NBC’s Strategic Move to Stay Ahead of the Game: Diversifying into Out-of-Home Video Ad Sales

NBC Universal’s move to host an “upfront” presentation later this month to sell its out-of-home TV ad space to major media buyers is the largest attempt so far to elevate the fast-evolving digital signage media properties to the level of annual TV buys. The presentation that comes ahead of the traditional TV Upfront event in the spring is probably also aimed at offsetting the potential losses in TV advetising revenue that may be caused by the continuing writers’ strike. Most analysts predict that many marketers may not be willing to commit to TV shows whose future is unclear.

While the writers’ strike may be a catalyst for NBC’s decision to sell its new media assets more aggressively, the NBC’s initiative also looks like part of a bigger strategy. Last summer NBC became a content provider and media sales rep for a number of digital signage networks , including PRN (over 1000 screens in Shop Rite and Albertson’s retail chains, with Wal-Mart’s In-Store TV not participating), over 500 screens in taxi cabs and about the same amount of gas-pump station screens. And now looks like a perfect time to start pitching this newly aggregated and promising space.

The announcement of the first out-of-home “upfront” heralds the beginning of what many forecast to be a good year for digital signage. The expansion of networks, the growing awareness of this new medium’s potential and the decline of traditional media’s advertising ROI along with the limitations of online advertising, are all indicating that the rise of digital signage is inevitable.

“There’s something intriguing about reaching a consumer at the moment they are interested in buying products, and have money in hand to do so,” said Steve Kalb, senior VP-director of broadcast at Interpublic Group of Cos.’ Mullen.

This kind of awareness on the part of national advertisers and their agencies is also the result of the hard work put in by the OVAB – the Out-of-Home Advertising Bureau, whose mission is to educate the advertising community about the unique benefits of digital signage and to establish standardized metrics that would facilitate massive media buys.

Add comment January 8th, 2008

Digital Signage Trends to Watch in 2008: Strong Growth, but Could Be Better with Metrics

eMarketer forecasts that out-of-home video advertising spending in the US will total $2.25 billion in 2011, up from $1.26 billion in 2007. The growth is fuelled mainly by introduction of digital, video and wireless technologies that are redefining this “old medium”, says the latest report by eMarketer.

US Otdoor Video Ad Spend 2006-2011

The report’s summary points out the following factors contributing to the rise of the out-of-home video advertising (aka digital dignage) market:

THE GROWTH
Outdoor advertising benefits from fragmentation of traditional media audiences and changing media consumption patterns, and, unlike TV or radio is “immune to channel or Web surfing”.

Due to the new technologies, “out-of-home video advertising networks will comprise the largest component of what is described as the “alternative” out-of-home advertising sector.”

According to eMarketer, US outdoor advertising revenues will rise from $6.8 billion in 2006 to $10.2 billion in 2011.

US Outdoor Ad Spend vs Online

“The falling costs of flat panel LCDs, combined with the emergence of IP and wireless Internet technology” will continue to drive the out-of-home video advertising market. Another significant driver of the sector is the fact that “US consumers are spending twice as much time away from home than they did 30 years ago, and the average daily commute has doubled to about an hour” (Source: Veronis Suhler Stevenson), says the eMarketer report summary.

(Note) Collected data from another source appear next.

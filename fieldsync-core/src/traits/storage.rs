use chrono::{DateTime, Utc};
use serde_json::Value;

use crate::blob::BlobRecord;
use crate::errors::FieldsyncResult;
use crate::id::{BlobId, EntityId, OperationId, RemoteId, TempId};
use crate::op::{OpStatus, PendingOperation};
use crate::record::{EntityRecord, RecordLifecycle, SyncFailure};

/// CRUD over entity records, scoped by service/type/id. Writes are durable
/// across restart; reads never touch the network.
pub trait IRecordStore: Send + Sync {
    fn put_record(&self, record: &EntityRecord) -> FieldsyncResult<()>;
    fn get_record(&self, entity_id: &EntityId) -> FieldsyncResult<Option<EntityRecord>>;
    fn delete_record(&self, entity_id: &EntityId) -> FieldsyncResult<()>;
    fn list_records(
        &self,
        service_id: &str,
        entity_type: &str,
    ) -> FieldsyncResult<Vec<EntityRecord>>;

    fn set_lifecycle(
        &self,
        entity_id: &EntityId,
        lifecycle: RecordLifecycle,
    ) -> FieldsyncResult<()>;
    fn flag_sync_error(&self, entity_id: &EntityId, failure: &SyncFailure) -> FieldsyncResult<()>;

    /// Rewrite a record's canonical id (and its blobs' owner references)
    /// after the first successful CREATE sync.
    fn rewrite_entity_id(&self, temp: &TempId, remote: &RemoteId) -> FieldsyncResult<()>;
}

/// The pending operation log.
pub trait IOperationLog: Send + Sync {
    /// Append an operation. A no-op returning the existing id when one with
    /// the same idempotency key is already present with non-terminal status.
    fn enqueue(&self, op: &PendingOperation) -> FieldsyncResult<OperationId>;

    fn get_op(&self, id: &OperationId) -> FieldsyncResult<Option<PendingOperation>>;

    /// Operations eligible for dispatch at `now`: pending, past their
    /// backoff window, with every dependency synced. Ordered by priority
    /// descending, then creation order.
    fn eligible(&self, now: DateTime<Utc>, limit: usize)
        -> FieldsyncResult<Vec<PendingOperation>>;

    /// Transition pending → in_flight and bump the attempt counter.
    /// Returns the attempt count including this attempt.
    fn mark_in_flight(&self, id: &OperationId) -> FieldsyncResult<u32>;

    fn mark_synced(&self, id: &OperationId) -> FieldsyncResult<()>;

    /// Record a failure. Non-terminal returns the operation to pending with
    /// the given backoff window; terminal parks it at `failed`.
    fn mark_failed(
        &self,
        id: &OperationId,
        error: &str,
        next_eligible_at: DateTime<Utc>,
        terminal: bool,
    ) -> FieldsyncResult<()>;

    /// Direct dependents (operations with an edge onto `id`).
    fn dependents_of(&self, id: &OperationId) -> FieldsyncResult<Vec<OperationId>>;

    /// Non-terminal operations targeting the given entity.
    fn ops_for_target(&self, target: &EntityId) -> FieldsyncResult<Vec<PendingOperation>>;

    /// Withdraw a not-yet-dispatched operation together with its
    /// not-yet-dispatched transitive dependents. Returns how many
    /// operations were removed.
    fn remove_with_dependents(&self, id: &OperationId) -> FieldsyncResult<usize>;

    /// Crash resumption: return in_flight operations to pending.
    fn requeue_in_flight(&self) -> FieldsyncResult<usize>;

    fn count_by_status(&self, status: OpStatus) -> FieldsyncResult<usize>;
}

/// Persistent temp id ↔ remote id mapping. Append-only, never purged for
/// the lifetime of the local record: stale-reference repair can happen
/// arbitrarily long after the original sync.
pub trait IIdentityMap: Send + Sync {
    fn record_mapping(
        &self,
        temp: &TempId,
        remote: &RemoteId,
        entity_type: &str,
    ) -> FieldsyncResult<()>;
    fn resolve(&self, temp: &TempId) -> FieldsyncResult<Option<RemoteId>>;
    fn reverse_resolve(&self, remote: &RemoteId) -> FieldsyncResult<Option<TempId>>;
}

/// Blob bytes plus metadata, owned by the store until released.
pub trait IBlobStore: Send + Sync {
    fn put_blob(&self, record: &BlobRecord, bytes: &[u8]) -> FieldsyncResult<()>;
    fn get_blob(&self, id: &BlobId) -> FieldsyncResult<Option<BlobRecord>>;
    fn blob_bytes(&self, id: &BlobId) -> FieldsyncResult<Option<Vec<u8>>>;
    fn blobs_for_entity(&self, entity_id: &EntityId) -> FieldsyncResult<Vec<BlobRecord>>;

    /// Confirmed upload: record the remote asset id and reclaim the
    /// full-resolution bytes. The row and thumbnail reference remain.
    fn release_uploaded(&self, id: &BlobId, remote_asset_id: &str) -> FieldsyncResult<()>;

    fn remove_blobs_for_entity(&self, entity_id: &EntityId) -> FieldsyncResult<usize>;
}

/// Arbitrary keyed JSON slots for derived read caches.
pub trait ICacheSlots: Send + Sync {
    fn put_slot(
        &self,
        service_id: &str,
        entity_type: &str,
        key: &str,
        value: &Value,
    ) -> FieldsyncResult<()>;
    fn get_slot(
        &self,
        service_id: &str,
        entity_type: &str,
        key: &str,
    ) -> FieldsyncResult<Option<Value>>;
    fn remove_slot(&self, service_id: &str, entity_type: &str, key: &str) -> FieldsyncResult<()>;
}

/// The full durable local store, as the engine consumes it.
pub trait ILocalStore:
    IRecordStore + IOperationLog + IIdentityMap + IBlobStore + ICacheSlots
{
}

impl<T> ILocalStore for T where
    T: IRecordStore + IOperationLog + IIdentityMap + IBlobStore + ICacheSlots
{
}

The growth trend is also confirmed in the Tech Sector Outlook 2008: Part 2 – a report by Standard and Poor’s. Despite “… a deceleration in U.S. growth and notable opportunities abroad,” the analysts “… also expect emerging areas of digital advertising, such as video and mobile marketing, to contribute more materially to revenues.”

NO METRICS YET
Numerous sources also state that the expansion of new media such as Internet and out of home advertising could have been faster if marketers had a set of agreed-upon reliable metrics to gauge the performance of ads.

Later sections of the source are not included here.